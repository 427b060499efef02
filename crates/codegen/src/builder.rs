// Copyright (c) 2025 woxQAQ
//
// Licensed under the MIT License or Apache License 2.0
// See LICENSE files for details

//! # Builder stack
//!
//! Native SQL is appended to the buffer on top of a stack. A construct whose
//! surrounding text depends on an inner expression pushes a fresh buffer,
//! renders the inner part, pops it and splices the result where it belongs.

/// Stack of output buffers
#[derive(Debug, Clone)]
pub struct SqlBuilder {
    stack: Vec<String>,
}

impl SqlBuilder {
    pub fn new() -> Self {
        Self {
            stack: vec![String::new()],
        }
    }

    /// Number of open buffers, the root buffer included
    pub fn depth(&self) -> usize {
        self.stack.len()
    }

    /// Append to the current buffer
    pub fn append(&mut self, text: &str) -> &mut Self {
        if let Some(top) = self.stack.last_mut() {
            top.push_str(text);
        }
        self
    }

    /// Append `text` preceded by a single space
    pub fn append_spaced(&mut self, text: &str) -> &mut Self {
        self.append(" ").append(text)
    }

    /// Open an isolated buffer
    pub fn push(&mut self) {
        self.stack.push(String::new());
    }

    /// Close the current buffer and return its text. The root buffer is never
    /// popped; popping it yields an empty string.
    pub fn pop(&mut self) -> String {
        if self.stack.len() > 1 {
            self.stack.pop().unwrap_or_default()
        } else {
            String::new()
        }
    }

    /// Whether the current buffer is empty
    pub fn is_empty(&self) -> bool {
        self.stack.last().is_none_or(String::is_empty)
    }

    /// Collapse all open buffers into the final text
    pub fn finish(mut self) -> String {
        while self.stack.len() > 1 {
            let top = self.pop();
            self.append(&top);
        }
        self.stack.pop().unwrap_or_default()
    }
}

impl Default for SqlBuilder {
    fn default() -> Self {
        Self::new()
    }
}

#[cfg(test)]
mod tests {
    use super::*;

    #[test]
    fn test_push_pop_isolates_inner_text() {
        let mut builder = SqlBuilder::new();
        builder.append("UPDATE [t] SET ");
        builder.push();
        builder.append("[a] = ?1");
        assert_eq!(builder.depth(), 2);
        let set_list = builder.pop();
        assert_eq!(set_list, "[a] = ?1");
        builder.append(&set_list);
        assert_eq!(builder.finish(), "UPDATE [t] SET [a] = ?1");
    }

    #[test]
    fn test_root_is_never_popped() {
        let mut builder = SqlBuilder::new();
        builder.append("x");
        assert_eq!(builder.pop(), "");
        assert_eq!(builder.depth(), 1);
        assert!(!builder.is_empty());
    }

    #[test]
    fn test_finish_flushes_open_buffers() {
        let mut builder = SqlBuilder::new();
        builder.append("a");
        builder.push();
        builder.append_spaced("b");
        assert_eq!(builder.finish(), "a b");
    }
}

WORK ORDER: Word for word, please print every line from the beginning of the records to the line bearing "pub fn append(&mut", counting both ends and stopping there.

FINAL ANSWER:
repository 427b060499efef02
filename crates/codegen/src/builder.rs
// Copyright (c) 2025 woxQAQ
//
// Licensed under the MIT License or Apache License 2.0
// See LICENSE files for details

//! # Builder stack
//!
//! Native SQL is appended to the buffer on top of a stack. A construct whose
//! surrounding text depends on an inner expression pushes a fresh buffer,
//! renders the inner part, pops it and splices the result where it belongs.

/// Stack of output buffers
#[derive(Debug, Clone)]
pub struct SqlBuilder {
    stack: Vec<String>,
}

impl SqlBuilder {
    pub fn new() -> Self {
        Self {
            stack: vec![String::new()],
        }
    }

    /// Number of open buffers, the root buffer included
    pub fn depth(&self) -> usize {
        self.stack.len()
    }

    /// Append to the current buffer
    pub fn append(&mut self, text: &str) -> &mut Self {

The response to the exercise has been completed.